Besides, Saudis realise that engagement with Iran could increase Riyadh’s capacity to manoeuvre and create space to negotiate with the US. Above all, Saudis would like to be on the right side of history, as the US-Iran engagement holds the potential to galvanise conflict resolution in the ‘hotspots’ in the region — Yemen, Iraq, Syria and Lebanon.
Nonetheless, it is a refreshing sight that diplomacy is on the ascendance in regional politics. Thus, the Turkish Foreign Minister Mahmut Cavusoglu arrived in Riyadh on Monday on a 3-day visit — the first high-level Turkish official visit to Riyadh since the killing of Jamal Khashoggi in October 2018.
Iran’s foreign minister Javad Zarif is “almost certain” to travel to the UAE later this week, which will be the first of its kind in the past 5 years. Again, Saudi Arabia’s intelligence chief met with his Syrian counterpart in Damascus last week in another sign of the broad push towards lowering the temperature in the region.
Succinctly put, Saudi Arabia is chartering own course rather than merely sub-serving or harmonising with Washington’s regional strategies. Credit must be given to the Saudi Crown Prince for having gone the extra league to convey his desire to normalise with Tehran. Prince Mohammed said in a recent interview with Al-Arabiya TV,
“At the end of the day, Iran is a neighbouring country. All we ask for is to have a good and distinguished relationship with Iran. We do not want the situation with Iran to be difficult. On the contrary, we want it to prosper and grow as we have Saudi interests in Iran, and they have Iranian interests in Saudi Arabia, which is to drive prosperity and growth in the region and the entire world.”
Tehran has agonised whether this is a mere tactical shift due to a combination of circumstances — growing friction in US-Saudi relations, acute need for Riyadh to take Iran’s help to navigate a face-saving Saudi exit from Yemeni war, the US’ return to JCPOA and the lifting of US sanctions against Iran, etc. — or a genuine conviction in Riyadh that co-existence with Iran is in its strategic interests. The fact remains that unlike the Gulf Arab regimes, Iran is an Islamic republic, which is founded on revolutionary principles, and that remains an immutable reality.
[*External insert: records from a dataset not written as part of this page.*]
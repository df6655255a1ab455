//! Generic-word method lookup and the megamorphic cache.
//!
//! A generic word's methods table is an array indexed by the primary
//! tag of the receiver.  The entry is either a concrete method (word or
//! quotation) or a secondary structure: for tuples, an echelon-indexed
//! array walked from the receiver's own echelon down to zero, each
//! level holding a concrete method or a bucketed hash table keyed by
//! (class, hashcode); for other tags, a predicate-dispatch association
//! list.  Predicates cannot be evaluated here, so a predicate alist
//! resolves to the tuple-class entry when the receiver is itself a
//! tuple-class word, and otherwise falls back to the no-method word in
//! slot 0 of the methods table.

use crate::error::TrapResult;
use crate::interp::WorkItem;
use crate::objects::cell::{Cell, TypeCode, TAG_BITS};
use crate::objects::kinds::{
    array_capacity, array_nth, layout_nth_hashcode, layout_nth_superclass, set_array_nth,
    string_bytes, Array, Tuple, TupleLayout, VmString, Word,
};
use crate::vm::Vm;

/// Dispatch counters exposed through the `dispatch_stats` primitive.
#[derive(Debug, Default, Clone, Copy)]
pub struct DispatchStats {
    pub megamorphic_cache_misses: u64,
}

/// The dispatch class of a receiver: its tuple layout, or its tag as a
/// fixnum.
///
/// # Safety
/// A non-immediate `obj` must be a live heap object.
pub unsafe fn object_class(obj: Cell) -> Cell {
    if !obj.is_immediate() && obj.type_code() == TypeCode::Tuple {
        (*(obj.untagged() as *mut Tuple)).layout
    } else {
        Cell::from_fixnum(obj.tag() as isize)
    }
}

/// Search a `[class method class method …]` alist backwards.
unsafe fn search_lookup_alist(table: Cell, klass: Cell) -> Cell {
    let elements = table.untagged() as *mut Array;
    let capacity = array_capacity(elements);
    let mut index = capacity as isize - 2;
    while index >= 0 {
        if array_nth(elements, index as usize) == klass {
            return array_nth(elements, index as usize + 1);
        }
        index -= 2;
    }
    Cell::FALSE
}

/// Probe a power-of-two bucket table keyed by (class, hashcode).  A
/// bucket is either a direct method or an alist to search linearly.
unsafe fn search_lookup_hash(table: Cell, klass: Cell, hashcode: usize) -> Cell {
    let buckets = table.untagged() as *mut Array;
    let bucket = array_nth(buckets, hashcode & (array_capacity(buckets) - 1));
    if !bucket.is_immediate() && bucket.type_code() == TypeCode::Array {
        search_lookup_alist(bucket, klass)
    } else {
        bucket
    }
}

/// Walk a tuple receiver's echelons from its own down to zero.
///
/// # Safety
/// `obj` must be a live tuple; `methods` a live echelon array.
pub unsafe fn lookup_tuple_method(vm: &Vm, obj: Cell, methods: Cell) -> Cell {
    let layout = (*(obj.untagged() as *mut Tuple)).layout.untagged() as *mut TupleLayout;
    let echelons = methods.untagged() as *mut Array;
    let mut echelon = (*layout)
        .echelon
        .to_fixnum()
        .min(array_capacity(echelons) as isize - 1);
    while echelon >= 0 {
        let entry = array_nth(echelons, echelon as usize);
        if !entry.is_immediate() && entry.type_code() == TypeCode::Word {
            return entry;
        }
        if entry.to_boolean() {
            let klass = layout_nth_superclass(layout, echelon as usize);
            let hashcode = layout_nth_hashcode(layout, echelon as usize).to_fixnum() as usize;
            let method = search_lookup_hash(entry, klass, hashcode);
            if method.to_boolean() {
                return method;
            }
        }
        echelon -= 1;
    }
    vm.fatal_error("no tuple method found", methods.raw());
}

unsafe fn word_named(word: Cell, name: &[u8]) -> bool {
    if word.is_immediate() || word.type_code() != TypeCode::Word {
        return false;
    }
    let word_name = (*(word.untagged() as *mut Word)).name;
    !word_name.is_immediate()
        && word_name.type_code() == TypeCode::String
        && string_bytes(word_name.untagged() as *mut VmString) == name
}

/// Does this word carry a `superclass` property, marking it as a
/// tuple-class word?  Properties are a `[key value …]` alist array.
unsafe fn is_tuple_class_word(word: Cell) -> bool {
    let props = (*(word.untagged() as *mut Word)).props;
    if props.is_immediate() || props.type_code() != TypeCode::Array {
        return false;
    }
    let elements = props.untagged() as *mut Array;
    let capacity = array_capacity(elements);
    let mut index = 0;
    while index + 1 < capacity {
        if word_named(array_nth(elements, index), b"superclass") {
            return true;
        }
        index += 2;
    }
    false
}

/// Resolve a method for `obj` in `methods`.
///
/// # Safety
/// `obj` must be an immediate or live heap object; `methods` a live
/// methods array.
pub unsafe fn lookup_method(vm: &Vm, obj: Cell, methods: Cell) -> Cell {
    let methods_array = methods.untagged() as *mut Array;
    let tag = obj.tag();
    let method = array_nth(methods_array, tag);

    if tag == TypeCode::Tuple as usize {
        if !method.is_immediate() && method.type_code() == TypeCode::Array {
            return lookup_tuple_method(vm, obj, method);
        }
        return method;
    }

    if !method.is_immediate() && method.type_code() == TypeCode::Array {
        // Predicate dispatch.  When the receiver is itself a
        // tuple-class word, the alist carries an entry keyed by the
        // `tuple-class` word; locate it directly.
        if tag == TypeCode::Word as usize && is_tuple_class_word(obj) {
            let alist = method.untagged() as *mut Array;
            let capacity = array_capacity(alist);
            let mut index = 0;
            while index + 1 < capacity {
                if word_named(array_nth(alist, index), b"tuple-class") {
                    return array_nth(alist, index + 1);
                }
                index += 2;
            }
        }
        // Predicates cannot run here; fall back to the no-method word.
        let no_method = array_nth(methods_array, 0);
        if !no_method.is_immediate() && no_method.type_code() == TypeCode::Word {
            return no_method;
        }
        vm.fatal_error("predicate dispatch with no no-method fallback", methods.raw());
    }

    method
}

fn method_cache_hashcode(klass: Cell, capacity: usize) -> usize {
    let slots = (capacity >> 1) - 1;
    ((klass.raw() >> TAG_BITS) & slots) << 1
}

/// Write a (class, method) pair into a call-site cache.
///
/// # Safety
/// `cache` must be a live array of even, power-of-two-plus-one-free
/// capacity as produced by the image's cache allocator.
pub unsafe fn update_method_cache(vm: &mut Vm, cache: Cell, klass: Cell, method: Cell) {
    let elements = cache.untagged() as *mut Array;
    let capacity = array_capacity(elements);
    if capacity < 2 {
        return;
    }
    let index = method_cache_hashcode(klass, capacity);
    set_array_nth(elements, index, klass);
    set_array_nth(elements, index + 1, method);
    let slot_addr = crate::objects::kinds::array_data(elements) as usize
        + index * crate::objects::cell::CELL_BYTES;
    vm.write_barrier(slot_addr);
}

/// `mega-cache-lookup ( methods index cache -- )`: resolve the method
/// for the receiver `index` cells below the stack top, update the
/// call-site cache, and execute the method.
pub fn mega_cache_lookup(vm: &mut Vm) -> TrapResult<()> {
    let cache = vm.dpop()?;
    let index = vm.dpop_fixnum()?;
    let methods = vm.dpop()?;
    let obj = vm.dpeek_nth(index.max(0) as usize)?;
    // SAFETY: all operands are live values off the data stack; lookup
    // and the cache update do not allocate.
    unsafe {
        let method = lookup_method(vm, obj, methods);
        update_method_cache(vm, cache, object_class(obj), method);
        if !method.is_immediate()
            && matches!(method.type_code(), TypeCode::Word | TypeCode::Quotation)
        {
            vm.work_stack.push(WorkItem::CallCallable(method));
            Ok(())
        } else {
            vm.fatal_error("mega-cache-lookup resolved a non-callable method", method.raw());
        }
    }
}

/// `mega-cache-miss ( methods index cache -- method )`: as the lookup
/// handler, but pushes the method instead of calling it, and counts
/// the miss.
pub fn mega_cache_miss(vm: &mut Vm) -> TrapResult<()> {
    vm.dispatch_stats.megamorphic_cache_misses += 1;
    let cache = vm.dpop()?;
    let index = vm.dpop_fixnum()?;
    let methods = vm.dpop()?;
    let obj = vm.dpeek_nth(index.max(0) as usize)?;
    // SAFETY: as `mega_cache_lookup`.
    unsafe {
        let method = lookup_method(vm, obj, methods);
        update_method_cache(vm, cache, object_class(obj), method);
        vm.dpush(method)
    }
}
//! The VM instance: one owned value holding the heaps, contexts, root
//! tables, and interpreter state.
//!
//! There is no global mutable state; everything threads through
//! `&mut Vm`.  There is exactly one mutator, and collections run
//! synchronously at allocation points, so none of this is `Sync` and no
//! locking exists anywhere.

use smallvec::SmallVec;

use crate::code::CodeHeap;
use crate::ctx::Context;
use crate::error::{KernelError, Trap, TrapResult, KERNEL_ERROR_MARKER};
use crate::gc::data_heap::DataHeap;
use crate::gc::data_roots::DataRoots;
use crate::gc::{GcEvent, GcOp};
use crate::interp::dispatch::DispatchStats;
use crate::interp::WorkItem;
use crate::objects::cell::{align_cell, Cell, TypeCode, CELL_BYTES};
use crate::objects::header::{Header, Object};
use crate::objects::kinds::{
    set_array_nth, string_data, tuple_data, Alien, Array, Bignum, BoxedFloat, ByteArray,
    Quotation, Tuple, TupleLayout, VmString, Word, Wrapper,
};
use crate::objects::bignum::digits_of;

/// Well-known special-object slots the core depends on.  The loader
/// (an external collaborator) populates these from the image; tests
/// install fixtures through [`Vm::set_special`].
#[derive(Debug, Clone, Copy, PartialEq, Eq)]
#[repr(usize)]
pub enum SpecialObject {
    /// The canonical `t` object.
    CanonicalTrue = 0,
    StartupQuot = 1,
    ShutdownQuot = 2,
    ErrorHandlerQuot = 3,
    /// Optional evaluate-string callable.
    EvalCallback = 4,
    /// `cell-size` as a fixnum.
    CellSize = 5,
    /// Command-line arguments, an array of aliens.
    Args = 6,
    Stdin = 7,
    Stdout = 8,
    Stderr = 9,
    /// Sentinel word marking the `[byte-array, primitive-call]` pattern
    /// in quotation arrays.
    PrimitiveWord = 10,
    /// Sentinel word marking the `[array, declare]` pattern.
    DeclareWord = 11,
    /// Tuple layout of the `curried` class.
    CurriedLayout = 12,
    /// Tuple layout of the `composed` class.
    ComposedLayout = 13,
    /// Set once the image has been through stage-2 bootstrap.
    Stage2 = 14,
}

/// Size of the special-object table.  Larger than the enum so images
/// can claim slots the core does not interpret.
pub const SPECIAL_OBJECT_COUNT: usize = 48;

/// Heap and stack sizes, in bytes.
#[derive(Debug, Clone)]
pub struct VmConfig {
    pub young_size: usize,
    pub aging_size: usize,
    pub tenured_size: usize,
    pub code_size: usize,
    pub datastack_size: usize,
    pub retainstack_size: usize,
    pub callstack_size: usize,
}

impl Default for VmConfig {
    fn default() -> Self {
        VmConfig {
            young_size: 1 << 20,
            aging_size: 1 << 20,
            tenured_size: 16 << 20,
            code_size: 1 << 20,
            datastack_size: 128 << 10,
            retainstack_size: 128 << 10,
            callstack_size: 128 << 10,
        }
    }
}

pub struct Vm {
    pub data: DataHeap,
    pub code: CodeHeap,
    pub special_objects: [Cell; SPECIAL_OBJECT_COUNT],
    pub data_roots: DataRoots,
    pub(crate) mark_stack: Vec<usize>,
    pub(crate) work_stack: Vec<WorkItem>,
    pub(crate) contexts: Vec<Box<Context>>,
    pub(crate) ctx: *mut Context,
    pub gc_off: bool,
    pub(crate) current_gc: Option<GcOp>,
    pub(crate) faulting: bool,
    pub(crate) in_trampoline: bool,
    pub(crate) gc_events: Option<Vec<GcEvent>>,
    pub(crate) dispatch_stats: DispatchStats,
    /// Raw layout cells of the recognized `curried`/`composed` classes.
    /// Cleared after every collection: objects move.
    pub(crate) curried_layout: Cell,
    pub(crate) composed_layout: Cell,
    config: VmConfig,
}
A reset of Saudi-Iran ties will take time. Herein lies the weak spot, as variables come into play. Fundamentally, the regional balance is tilting in favour of Iran as its integration into the world economy accelerates. In turn, Iran’s surge as a regional power will demand a lot of adjustment on the part of the regional states, especially the UAE and Saudi Arabia. Meanwhile, the fizz has gone out of Abraham Accords.
All things considered, a US retrenchment from West Asia is not to be expected, as Washington fears that it may only open new opportunities for China and allow Russia to consolidate its regional standing further. Blinken’s remarks suggest that the US doesn’t think that a Saudi-Iranian reset is a done thing yet. These are early days and the US could always work its way back to the centerstage by creating new contradictions in Gulf security. The Saudi succession may turn out to be an inflection point, as Biden has let his aversion toward the Crown Prince be known.
The Biden administration’s blanket support for Israel over the latter’s attack on Palestinians and its desecration of Al-Aqsa mosque is a clear indication that nothing much has changed in Washington’s mindset. Israel’s clout with the US elite remains intact. And Israel will ensure that the US keeps its dominance in the Gulf, no matter what it takes.
The point is, West Asia is not only about arms exports, petrodollars and terrorism, but a vital region that intersects with the Asian Century. It is a regional hub for China’s Belt and Road; it is where dollar’s pre-eminence as world currency could be seriously challenged; and, of course, roughly half of China’s imported crude oil originated from nine Middle Eastern nations in 2019.